Alrighty, the Canadian bacon voyage has begun!

I cut two pieces off the loin so I get twice the experimental fun! One is a standard cure/salt/brown sugar, and the other is a bit more savory.

For my own records, here are the actual amounts: 

Standard

525 grams - pork loin

1.3 grams - cure #1

9.3 grams - salt

5.3 grams - dark brown sugar

Savory

501 grams - pork loin

1.3 grams - cure #1

8.9 grams - salt

5 grams - dark brown sugar

2 grams - black pepper

2 grams - coriander

0.5 grams - cayenne pepper

0.5 grams - ancho chile pepper

I rubbed them and vacuum-sealed them individually.
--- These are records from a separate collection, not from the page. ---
//! Storage tiers and filename rules.

use std::fmt;

use crate::error::CoverError;

/// One of the three storage resolutions of a cover.
#[derive(Debug, Clone, Copy, PartialEq, Eq, Hash)]
pub enum Tier {
    /// Unmodified uploaded bytes
    Original,

    /// Variant bounded to 768×768
    Mid,

    /// Variant bounded to 384×384
    Low,
}

impl Tier {
    /// All tiers, in the order an upload writes them.
    pub const ALL: [Tier; 3] = [Tier::Original, Tier::Mid, Tier::Low];

    /// Directory name of this tier under the upload root.
    pub fn dir_name(self) -> &'static str {
        match self {
            Tier::Original => "original",
            Tier::Mid => "mid",
            Tier::Low => "low",
        }
    }

    /// Bounding box edge for derived tiers, `None` for the original.
    pub fn bound(self) -> Option<u32> {
        match self {
            Tier::Original => None,
            Tier::Mid => Some(768),
            Tier::Low => Some(384),
        }
    }
}

impl fmt::Display for Tier {
    fn fmt(&self, f: &mut fmt::Formatter<'_>) -> fmt::Result {
        f.write_str(self.dir_name())
    }
}

/// Reject filenames that could resolve outside their tier directory.
///
/// Anything else is used verbatim as the storage key, including spaces,
/// unicode and leading dots.
pub fn validate_filename(filename: &str) -> Result<&str, CoverError> {
    let invalid = filename.is_empty()
        || filename == "."
        || filename == ".."
        || filename.contains(['/', '\\', '\0']);

    if invalid {
        return Err(CoverError::InvalidFilename {
            filename: filename.to_string(),
        });
    }

    Ok(filename)
}
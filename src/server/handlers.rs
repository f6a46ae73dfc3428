//! HTTP request handlers for the cover API.
//!
//! # Endpoints
//!
//! - `POST /` - Upload a cover and derive its resized tiers
//! - `DELETE /{filename}` - Remove a cover from every tier
//! - `GET /health/live` - Health check endpoint

use std::sync::Arc;

use axum::{
    extract::{
        multipart::{MultipartError, MultipartRejection},
        Multipart, Path, State,
    },
    http::StatusCode,
    response::{IntoResponse, Response},
    Json,
};
use bytes::Bytes;
use serde::Serialize;
use tracing::{debug, error, info, warn};

use crate::error::CoverError;
use crate::resize::Resizer;
use crate::storage::{validate_filename, Removal, Tier, TierStore};

use super::limit::BoundedBuffer;

/// Content types accepted for uploads.
pub const ACCEPTED_CONTENT_TYPES: [&str; 3] = ["image/png", "image/jpeg", "image/jpg"];

/// Default upload cap in bytes.
pub const DEFAULT_MAX_FILE_SIZE: usize = 10_000_000;

// =============================================================================
// Application State
// =============================================================================

/// Shared application state passed to the cover handlers.
pub struct AppState<S: TierStore> {
    /// Where tier files live
    pub store: Arc<S>,

    /// Variant generator
    pub resizer: Resizer,

    /// Upload cap in bytes
    pub max_file_size: usize,
}

impl<S: TierStore> AppState<S> {
    /// Create application state with the default upload cap.
    pub fn new(store: S) -> Self {
        Self::with_max_file_size(store, DEFAULT_MAX_FILE_SIZE)
    }

    /// Create application state with a custom upload cap.
    pub fn with_max_file_size(store: S, max_file_size: usize) -> Self {
        Self {
            store: Arc::new(store),
            resizer: Resizer::new(),
            max_file_size,
        }
    }
}

impl<S: TierStore> Clone for AppState<S> {
    fn clone(&self) -> Self {
        Self {
            store: Arc::clone(&self.store),
            resizer: self.resizer.clone(),
            max_file_size: self.max_file_size,
        }
    }
}

// =============================================================================
// Response Types
// =============================================================================

/// JSON body returned for every failed request.
#[derive(Debug, Serialize)]
pub struct ErrorResponse {
    /// Always `false`
    pub success: bool,

    /// Human-readable error message
    pub error: String,
}

impl ErrorResponse {
    /// Create a failure envelope.
    pub fn new(error: impl Into<String>) -> Self {
        Self {
            success: false,
            error: error.into(),
        }
    }
}

/// Successful upload response.
#[derive(Debug, Serialize)]
pub struct UploadResponse {
    pub success: bool,

    /// Stored filename, identical across tiers
    pub file: String,
}

/// Successful delete response.
#[derive(Debug, Serialize)]
pub struct DeleteResponse {
    pub success: bool,

    /// Number of tiers a file was actually removed from
    pub deleted: usize,

    /// Human-readable summary
    pub message: String,
}

impl DeleteResponse {
    fn new(filename: &str, deleted: usize) -> Self {
        Self {
            success: true,
            deleted,
            message: format!("{} removed from {} folders", filename, deleted),
        }
    }
}

/// Health check response.
#[derive(Debug, Serialize)]
pub struct HealthResponse {
    /// Service status
    pub status: String,

    /// Service version
    pub version: String,
}

// =============================================================================
// Error Mapping
// =============================================================================

impl CoverError {
    /// HTTP status this error is reported with.
    pub fn status(&self) -> StatusCode {
        match self {
            CoverError::NotMultipart
            | CoverError::NoFile
            | CoverError::TooLarge { .. }
            | CoverError::InvalidType { .. }
            | CoverError::InvalidFilename { .. } => StatusCode::BAD_REQUEST,
            CoverError::NotFound { .. } => StatusCode::NOT_FOUND,
            CoverError::Resize(_)
            | CoverError::Write(_)
            | CoverError::Delete(_)
            | CoverError::Probe(_)
            | CoverError::Task { .. } => StatusCode::INTERNAL_SERVER_ERROR,
        }
    }
}

/// Convert CoverError to HTTP response.
///
/// - 5xx errors are logged at ERROR level with the underlying cause
/// - 404 is logged at DEBUG level
/// - other 4xx errors are logged at WARN level
impl IntoResponse for CoverError {
    fn into_response(self) -> Response {
        let status = self.status();
        let message = self.to_string();

        if status.is_server_error() {
            let cause = std::error::Error::source(&self)
                .map(|source| source.to_string())
                .unwrap_or_default();
            error!(status = status.as_u16(), cause = %cause, "Server error: {}", message);
        } else if status == StatusCode::NOT_FOUND {
            debug!(status = status.as_u16(), "Cover not found: {}", message);
        } else {
            match &self {
                CoverError::InvalidType { content_type } => warn!(
                    status = status.as_u16(),
                    content_type = content_type.as_deref().unwrap_or("<none>"),
                    "Client error: {}",
                    message
                ),
                CoverError::InvalidFilename { filename } => warn!(
                    status = status.as_u16(),
                    filename = %filename.escape_debug(),
                    "Client error: {}",
                    message
                ),
                _ => warn!(status = status.as_u16(), "Client error: {}", message),
            }
        }

        (status, Json(ErrorResponse::new(message))).into_response()
    }
}

// =============================================================================
// Upload
// =============================================================================

/// The file part of an upload, fully read under the size cap.
struct UploadedFile {
    filename: String,
    content_type: Option<String>,
    data: Bytes,
}

/// Read the first multipart part that carries a filename.
///
/// Non-file parts before it are skipped, and anything after it is ignored.
async fn read_file_part(
    multipart: &mut Multipart,
    limit: usize,
) -> Result<UploadedFile, CoverError> {
    let to_cover_error = |err: MultipartError| {
        if err.status() == StatusCode::PAYLOAD_TOO_LARGE {
            CoverError::TooLarge { limit }
        } else {
            debug!(error = %err, "Malformed multipart body");
            CoverError::NotMultipart
        }
    };

    while let Some(mut field) = multipart.next_field().await.map_err(to_cover_error)? {
        let Some(filename) = field
            .file_name()
            .filter(|name| !name.is_empty())
            .map(str::to_owned)
        else {
            continue;
        };
        let content_type = field.content_type().map(str::to_owned);

        let mut buffer = BoundedBuffer::new(limit);
        while let Some(chunk) = field.chunk().await.map_err(to_cover_error)? {
            buffer
                .push(&chunk)
                .map_err(|exceeded| CoverError::TooLarge {
                    limit: exceeded.limit,
                })?;
        }

        return Ok(UploadedFile {
            filename,
            content_type,
            data: buffer.into_bytes(),
        });
    }

    Err(CoverError::NoFile)
}

/// Whether a declared content type is one of [`ACCEPTED_CONTENT_TYPES`].
///
/// Parameters such as `; charset=binary` are ignored and the comparison is
/// case-insensitive.
pub fn is_accepted_content_type(content_type: &str) -> bool {
    let essence = content_type
        .split(';')
        .next()
        .unwrap_or_default()
        .trim()
        .to_ascii_lowercase();

    ACCEPTED_CONTENT_TYPES.contains(&essence.as_str())
}

/// Handle cover uploads.
///
/// # Endpoint
///
/// `POST /` with a `multipart/form-data` body carrying one file part.
///
/// # Response
///
/// `200 OK` with JSON body:
/// ```json
/// { "success": true, "file": "cover.png" }
/// ```
///
/// # Errors
///
/// - `400 Bad Request`: not multipart, no file, file too large, invalid
///   file type, or a filename that could escape its tier directory
/// - `500 Internal Server Error`: image decode/encode or write failure. Tiers
///   written before the failure are left in place.
pub async fn upload_handler<S: TierStore + 'static>(
    State(state): State<AppState<S>>,
    multipart: Result<Multipart, MultipartRejection>,
) -> Result<Json<UploadResponse>, CoverError> {
    let mut multipart = multipart.map_err(|rejection| {
        debug!(rejection = %rejection, "Upload is not multipart");
        CoverError::NotMultipart
    })?;

    let upload = read_file_part(&mut multipart, state.max_file_size).await?;

    let content_type = upload.content_type.as_deref().unwrap_or_default();
    if !is_accepted_content_type(content_type) {
        return Err(CoverError::InvalidType {
            content_type: upload.content_type,
        });
    }

    let filename = validate_filename(&upload.filename)?;

    state
        .store
        .write(Tier::Original, filename, upload.data.clone())
        .await
        .map_err(CoverError::Write)?;

    let resizer = state.resizer.clone();
    let source = upload.data.clone();
    let variants = tokio::task::spawn_blocking(move || resizer.derive(&source))
        .await
        .map_err(|e| CoverError::Task {
            message: e.to_string(),
        })??;

    for variant in variants {
        debug!(
            tier = %variant.tier,
            width = variant.width,
            height = variant.height,
            "Derived variant"
        );
        state
            .store
            .write(variant.tier, filename, variant.data)
            .await
            .map_err(CoverError::Write)?;
    }

    info!(file = %filename, bytes = upload.data.len(), "Stored cover");

    Ok(Json(UploadResponse {
        success: true,
        file: filename.to_string(),
    }))
}

// =============================================================================
// Delete
// =============================================================================

/// Handle cover deletion.
///
/// # Endpoint
///
/// `DELETE /{filename}`
///
/// # Response
///
/// `200 OK` with JSON body:
/// ```json
/// { "success": true, "deleted": 3, "message": "cover.png removed from 3 folders" }
/// ```
///
/// A file that disappears between the existence probe and its removal is
/// skipped rather than treated as a failure.
///
/// # Errors
///
/// - `400 Bad Request`: filename could escape its tier directory
/// - `404 Not Found`: filename exists in no tier
/// - `500 Internal Server Error`: a removal failed. Tiers removed before the
///   failure stay removed.
pub async fn delete_handler<S: TierStore + 'static>(
    State(state): State<AppState<S>>,
    Path(filename): Path<String>,
) -> Result<Json<DeleteResponse>, CoverError> {
    let filename = validate_filename(&filename)?;

    let mut present = Vec::with_capacity(Tier::ALL.len());
    for tier in Tier::ALL {
        if state
            .store
            .exists(tier, filename)
            .await
            .map_err(CoverError::Probe)?
        {
            present.push(tier);
        }
    }

    if present.is_empty() {
        return Err(CoverError::NotFound {
            filename: filename.to_string(),
        });
    }

    let mut deleted = 0;
    for tier in present {
        match state
            .store
            .remove(tier, filename)
            .await
            .map_err(CoverError::Delete)?
        {
            Removal::Removed => deleted += 1,
            Removal::Missing => debug!(tier = %tier, file = %filename, "Already gone"),
        }
    }

    info!(file = %filename, deleted, "Deleted cover");

    Ok(Json(DeleteResponse::new(filename, deleted)))
}

// =============================================================================
// Health
// =============================================================================

/// Handle health check requests.
///
/// # Endpoint
///
/// `GET /health/live`
///
/// # Response
///
/// `200 OK` with JSON body:
/// ```json
/// {
///   "status": "healthy",
///   "version": "0.1.0"
/// }
/// ```
pub async fn health_handler() -> Json<HealthResponse> {
    Json(HealthResponse {
        status: "healthy".to_string(),
        version: env!("CARGO_PKG_VERSION").to_string(),
    })
}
I assume that this will speed up the penetration, but I will follow the standard rule. The thickest part (of the shortest dimension) is 2.5 inches, so I'll let it go seven days at least. (I may be travelling a week from today, so it might have to wait a bit longer).

Standard on the left, savory on the right.













IMG_1659.JPG



__ shyzabrau
__ May 15, 2017






I portioned and froze the rest of the loin, but decided I would smoke a small roast for dinner tonight. I rubbed it with one of my own butt rub mixes.













IMG_1656.JPG



__ shyzabrau
__ May 15, 2017






I popped it in the Bradley Electric with the AMZNPS (mix of garlic spice, apple and sugar maple). No heat from the Bradley (not even turned on). After a couple of hours, the cooking chamber is 50 degrees above ambient (130*F). I guess I'm going to need to build a mailbox mod. (Not that I need it cold smoked. I have bumped up the heat to start cooking it. I just wanted to see what it would do...)


----------



## shyzabrau (May 15, 2017)

I turned up the heat in the smoker and meant to take it out at 135 and put it in the sous vide for an hour at 135. I got distracted cleaning out all the debris in the pool from my wife's yard work. Sigh. 

It was 145 when I pulled it so I let it rest and wen ahead and fixed the sides for dinner. I was hungry anyway...

Here it is sliced. A bit drier than I would prefer (and if I had stuck to the original plan). Very light smoke, but great flavor from the rub. Not my best work but a very nice weeknight meal. 













IMG_1660.JPG



__ shyzabrau
__ May 15, 2017


----------



## shyzabrau (May 23, 2017)

Okay, back to the Canadian bacon...

After eight days with the dry cure, I rinsed off the sections of loin and soaked them for about 45 minutes, changing out the water once.













IMG_1697.JPG



__ shyzabrau
__ May 23, 2017






I trimmed off a bit more of the "ugly" bits and used them for the fry test.













IMG_1699.JPG



__ shyzabrau
__ May 23, 2017






The two pieces at the top were from the "savory" loin. The coriander was quite noticeable, but, of course, that will not be as significant once it is smoked.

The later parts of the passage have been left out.